When New Jersey high-school student Carly Hirschberg went to see Dr. Feldstein about her Chiari malformation, she ended up with more than she ever imagined: a symptom-free life and a start on the path to practicing medicine.
Carly was in middle school when she started having headaches. “They’d go up the back of my neck and all the way to my forehead,” she says. She also started having some tingling in her fingers and toes, and ringing in her ears.
Her doctors were unable to find an immediate cause and chalked up the symptoms to hormonal changes, allergies or perhaps stress.
“I kept trying to tell everyone I wasn’t stressed,” she says.
No one could find a cause for the headaches, and over-the-counter pain medicine controlled them well, so Carly just lived with them.
Then in her sophomore year of high school Carly fell on the tennis court. The fall left her with a stress fracture in her back, so she was sent to have an MRI.
In a Chiari malformation part of the brain is pushed down through the back of the skull into the spinal column. This causes—you guessed it!—headaches, tingling and ringing in the ears. The mystery was solved.
Carly’s doctor referred her to Dr. Neil Feldstein, the Director of the Adult and Pediatric Chiari Malformation Center at Columbia University Medical Center/NewYork-Presbyterian Hospital. She appreciated the fact that he explained everything thoroughly. “I was very into science, and I loved learning about it, figuring out what caused my symptoms and putting it all together,” she says.
“I thought he was very academic and knowledgeable, and he truly specialized in this. I felt he really knew what he was talking about, and he was on the cutting edge of the science that was coming out about Chiari malformation.”
Dr. Feldstein told her that surgery to fix the Chiari was elective, so she could decide when she wanted to have it done. Carly decided to wait. “I did have headaches every single day,” she says, “but it sounded like a big procedure, and I was just reluctant to go through with it.”
She says Dr. Feldstein was supportive of her every step of the way. “He was very matter of fact and academic, but at the same time he was compassionate and warm and didn’t make me feel silly for being so nervous about the procedure.”

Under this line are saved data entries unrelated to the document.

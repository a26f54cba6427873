//! Rouse external interfaces.
//!
//! This crate defines the trait seams the engine consumes: a resource
//! directory (discovery), an event source (watch API) and a workflow store
//! (workflow engine). Implementations are injected into the controller and
//! observers; in-memory mocks for tests live here as well.

#![forbid(unsafe_code)]

use std::collections::HashMap;
use std::sync::atomic::{AtomicUsize, Ordering};
use std::sync::Mutex;

use rouse_core::{Error, Event, ResourceHandle, Result, WorkflowState};
use serde::{Deserialize, Serialize};
use tokio::sync::mpsc;
use tracing::debug;

/// One served resource kind as reported by the directory.
#[derive(Debug, Clone, Serialize, Deserialize, PartialEq, Eq)]
pub struct ApiResourceEntry {
    pub group: String,
    pub version: String,
    pub kind: String,
    /// Plural resource name, e.g. "configmaps".
    pub name: String,
}

/// Discovery service resolving symbolic descriptors to served kinds.
#[async_trait::async_trait]
pub trait ResourceDirectory: Send + Sync {
    /// List served resource kinds under a group/version. Empty group/version
    /// act as wildcards. Fails with [`Error::Discovery`] on transport or
    /// malformed-response faults.
    async fn list_resource_kinds(&self, group: &str, version: &str)
        -> Result<Vec<ApiResourceEntry>>;
}

/// Live subscription to resource lifecycle events. Single consumer; dropping
/// the stream closes the subscription.
pub struct EventStream {
    pub rx: mpsc::Receiver<Event>,
}

impl EventStream {
    /// Next event, or `None` once the source has closed the stream.
    pub async fn next(&mut self) -> Option<Event> {
        self.rx.recv().await
    }
}

/// Watch API producing an unbounded stream of change events for a resolved
/// resource handle within a namespace.
#[async_trait::async_trait]
pub trait EventSource: Send + Sync {
    async fn open_stream(&self, handle: &ResourceHandle, namespace: &str) -> Result<EventStream>;
}

/// External workflow engine: state lookup and the resume transition.
#[async_trait::async_trait]
pub trait WorkflowStore: Send + Sync {
    /// Fails with [`Error::NotFound`] when the workflow does not exist.
    async fn get(&self, name: &str, namespace: &str) -> Result<WorkflowState>;
    /// Transition a paused workflow back to running.
    async fn resume(&self, name: &str, namespace: &str) -> Result<()>;
}

fn queue_cap() -> usize {
    std::env::var("ROUSE_QUEUE_CAP")
        .ok()
        .and_then(|s| s.parse::<usize>().ok())
        .unwrap_or(256)
}

// ----------------- Mock implementations -----------------

/// In-memory directory over a fixed entry set.
#[derive(Default)]
pub struct MockDirectory {
    pub entries: Vec<ApiResourceEntry>,
    pub fail: bool,
}

impl MockDirectory {
    pub fn with_entries(entries: Vec<ApiResourceEntry>) -> Self {
        Self { entries, fail: false }
    }

    pub fn failing() -> Self {
        Self { entries: Vec::new(), fail: true }
    }
}

#[async_trait::async_trait]
impl ResourceDirectory for MockDirectory {
    async fn list_resource_kinds(
        &self,
        group: &str,
        version: &str,
    ) -> Result<Vec<ApiResourceEntry>> {
        if self.fail {
            return Err(Error::Discovery("mock directory unreachable".into()));
        }
        Ok(self
            .entries
            .iter()
            .filter(|e| {
                (group.is_empty() || e.group == group)
                    && (version.is_empty() || e.version == version)
            })
            .cloned()
            .collect())
    }
}

/// Scripted event source. Each `open_stream` call delivers the scripted
/// events in order; with `hold_open` the stream then stays open (no further
/// events) until the receiver is dropped, otherwise it ends.
#[derive(Default)]
pub struct MockEventSource {
    script: Vec<Event>,
    hold_open: bool,
    fail_open: bool,
    opened: AtomicUsize,
    retained: Mutex<Vec<mpsc::Sender<Event>>>,
}

impl MockEventSource {
    pub fn with_events(script: Vec<Event>) -> Self {
        Self { script, ..Default::default() }
    }

    /// Keep streams open after the script has been delivered.
    pub fn held_open(mut self) -> Self {
        self.hold_open = true;
        self
    }

    pub fn failing() -> Self {
        Self { fail_open: true, ..Default::default() }
    }

    /// Number of streams opened so far.
    pub fn opened(&self) -> usize {
        self.opened.load(Ordering::SeqCst)
    }
}

#[async_trait::async_trait]
impl EventSource for MockEventSource {
    async fn open_stream(&self, handle: &ResourceHandle, namespace: &str) -> Result<EventStream> {
        if self.fail_open {
            return Err(Error::Stream("mock event source refused to open".into()));
        }
        self.opened.fetch_add(1, Ordering::SeqCst);
        debug!(gvk = %handle.gvk_key(), ns = %namespace, "mock stream opened");
        let cap = queue_cap().max(self.script.len() + 1);
        let (tx, rx) = mpsc::channel(cap);
        for ev in &self.script {
            // Capacity covers the whole script, so this cannot fail.
            let _ = tx.try_send(ev.clone());
        }
        if self.hold_open {
            self.retained
                .lock()
                .expect("mock source mutex poisoned")
                .push(tx);
        }
        Ok(EventStream { rx })
    }
}

/// In-memory workflow store keyed by `namespace/name`.
#[derive(Default)]
pub struct MockWorkflowStore {
    workflows: Mutex<HashMap<String, WorkflowState>>,
    resumed: Mutex<Vec<String>>,
    pub fail_resume: bool,
}

impl MockWorkflowStore {
    /// A store whose `resume` calls are refused.
    pub fn failing_resume() -> Self {
        Self { fail_resume: true, ..Default::default() }
    }

    pub fn insert(&self, name: &str, namespace: &str, state: WorkflowState) {
        self.workflows
            .lock()
            .expect("mock store mutex poisoned")
            .insert(format!("{namespace}/{name}"), state);
    }

    /// Keys of workflows resumed so far, in call order.
    pub fn resumed(&self) -> Vec<String> {
        self.resumed.lock().expect("mock store mutex poisoned").clone()
    }
}

#[async_trait::async_trait]
impl WorkflowStore for MockWorkflowStore {
    async fn get(&self, name: &str, namespace: &str) -> Result<WorkflowState> {
        self.workflows
            .lock()
            .expect("mock store mutex poisoned")
            .get(&format!("{namespace}/{name}"))
            .cloned()
            .ok_or_else(|| Error::NotFound(format!("workflow {namespace}/{name}")))
    }

    async fn resume(&self, name: &str, namespace: &str) -> Result<()> {
        if self.fail_resume {
            return Err(Error::Internal(format!(
                "resume refused for {namespace}/{name}"
            )));
        }
        self.resumed
            .lock()
            .expect("mock store mutex poisoned")
            .push(format!("{namespace}/{name}"));
        Ok(())
    }
}

#[cfg(test)]
mod tests {
    use super::*;
    use rouse_core::{ChangeType, WorkflowPhase};

    fn handle() -> ResourceHandle {
        ResourceHandle {
            group: String::new(),
            version: "v1".into(),
            kind: "ConfigMap".into(),
            plural: "configmaps".into(),
        }
    }

    #[tokio::test]
    async fn scripted_stream_delivers_in_order_then_closes() {
        let src = MockEventSource::with_events(vec![
            Event { change: ChangeType::Created, kind: "ConfigMap".into(), payload: serde_json::json!({"n": 1}) },
            Event { change: ChangeType::Updated, kind: "ConfigMap".into(), payload: serde_json::json!({"n": 2}) },
        ]);
        let mut stream = src.open_stream(&handle(), "ns").await.expect("opens");
        assert_eq!(stream.next().await.expect("first").payload["n"], 1);
        assert_eq!(stream.next().await.expect("second").payload["n"], 2);
        assert!(stream.next().await.is_none());
        assert_eq!(src.opened(), 1);
    }

    #[tokio::test]
    async fn held_open_stream_does_not_close() {
        let src = MockEventSource::with_events(vec![]).held_open();
        let mut stream = src.open_stream(&handle(), "ns").await.expect("opens");
        let waited =
            tokio::time::timeout(std::time::Duration::from_millis(50), stream.next()).await;
        assert!(waited.is_err(), "stream should still be open");
    }

    #[tokio::test]
    async fn workflow_store_round_trip() {
        let store = MockWorkflowStore::default();
        store.insert("wf", "ns", WorkflowState { phase: WorkflowPhase::Suspended, nodes: vec![] });
        assert!(store.get("wf", "ns").await.expect("found").is_suspended());
        assert!(matches!(store.get("gone", "ns").await, Err(Error::NotFound(_))));
        store.resume("wf", "ns").await.expect("resumes");
        assert_eq!(store.resumed(), vec!["ns/wf".to_string()]);
    }
}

While she waited, she had regular checkups with Dr. Feldstein and became more and more fascinated with the human brain—so fascinated that when it came time for her to start college, she decided to major in neuroscience.
But college proved to be a real challenge with her Chiari symptoms. It was much harder to deal with the headaches living away from home. Her symptoms made it impossible to study enough to keep up with the increased workload. It was time to move forward with the surgery.
“When I came home for Thanksgiving I saw Dr. Feldstein and explained the predicament. He said the recovery was not long and it was definitely something I could do over my winter break.”
So Carly flew home for her winter break and had surgery the next day, hoping she’d be recovered enough to have a productive second semester at college. In fact, Carly says she was up and walking around the hospital two days after her surgery and on vacation with her family 10 days later.
“I had zero symptoms. I went right back to school, rushed a sorority, took all my pre-med classes. I went out with my friends and ran at the gym. I think I was back and functioning within a month, for sure.”
Did you notice that Carly said she took pre-med classes? As interested as she had become in medicine, Carly says she hadn’t previously considered becoming a doctor because her Chiari symptoms had made it impossible to do that level of study. But now those symptoms were gone, and Carly’s fascination with medicine had skyrocketed.
She told Dr. Feldstein about her interest in becoming a doctor, and he arranged for Carly to “shadow” him. Carly came to the clinic with him and observed as he worked with patients.
“I learned a lot,” she says. “He’s not only an amazing physician to watch practice, but he teaches really well. I still get questions right on exams because of things Dr. Feldstein taught me when I was 18 years old.”
Throughout her college years Carly was able to continue shadowing Dr. Feldstein, and eventually he had her work on some research projects.
Carly is now 25 and in medical school studying obstetrics and gynecology. She credits Dr. Feldstein with her love of both the surgical and clinical sides of medicine.
“I always say I owe Dr. Feldstein my entire life and my career,” she says.
To fellow Chiari sufferers, she says “[Having the surgery is] a personal decision, and you have to understand the risks and benefits.” It’s a big decision to have elective surgery, which is why she waited until she felt the time was right for her, when the symptoms started interfering with her daily life.
“Looking back, I would definitely say that I should have just done the procedure right away. It wasn’t worth the three extra years of headaches and tingling and all the different symptoms I was having.
“It’s worth living without the symptoms.”